Demonstrators rally outside the San Francisco Federal Building on July 18, 2022, to demand a faster federal response to the recent monkeypox outbreak in the city, where vaccines and testing have been in short supply. (Marlena Sloss for The Washington Post via Getty Images)

San Francisco Mayor London Breed announced a state of emergency Thursday over the rapidly growing number of monkeypox cases in the city.

The legal action, which goes into effect Monday, allows officials to mobilize personnel and resources and cut through red tape to get ahead of the mounting public health crisis. City officials hope that the declaration will also pressure the federal government to increase the available supply of the monkeypox vaccine.

"We are at a very scary place," Breed said at a press conference held at City Hall on Thursday. "We don't want to be ignored by the federal government."

Earlier this week, San Francisco had to shut down its primary monkeypox vaccination clinic at SF General Hospital for the second time this month after it again ran out of doses, turning away long lines of people.
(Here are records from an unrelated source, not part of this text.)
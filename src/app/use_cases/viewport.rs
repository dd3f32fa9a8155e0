//! Use-Case-Funktionen für Viewport-Zustand.

use crate::app::AppState;

/// Aktualisiert die gespeicherte Containergröße und reicht sie an die Session weiter.
pub fn resize(state: &mut AppState, size: [f32; 2]) {
    state.view.viewport_size = size;
    if let Some(container) = state.view.container.as_mut() {
        container.size = size;
    }
    state.map.on_container_resize(size);
}

#[cfg(test)]
mod tests {
    use super::*;

    #[test]
    fn resize_updates_viewport_size() {
        let mut state = AppState::new();

        resize(&mut state, [1920.0, 1080.0]);

        assert_eq!(state.view.viewport_size, [1920.0, 1080.0]);
    }

    #[test]
    fn resize_without_session_is_harmless() {
        let mut state = AppState::new();

        resize(&mut state, [1.0, 1.0]);
        resize(&mut state, [2.0, 2.0]);

        assert!(state.map.session().is_none());
    }
}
The San Francisco Department of Public Health (SFDPH) said it was expecting to receive an additional 4,220 doses of the vaccine this week, bringing the total number of vaccines received to roughly 12,000 — about a third of the supply they've requested from the federal government.

"We have a solution in the vaccines and we want to make sure that everyone who is requesting a vaccine gets one," Breed said.

News of the declaration — which comes amid the ongoing COVID-19 pandemic — was welcomed by LGBTQ+ advocates who have grown increasingly frustrated by what they call a lackluster response from the city and the federal government to a virus that can infect anyone, but has so far primarily affected communities of gay and bisexual men, and men who have sex with men.

"We know the challenges of what happens in San Francisco when we put public health on the back burner," said Breed. "During the AIDS crisis ... San Francisco was virtually left on its own to fend for itself."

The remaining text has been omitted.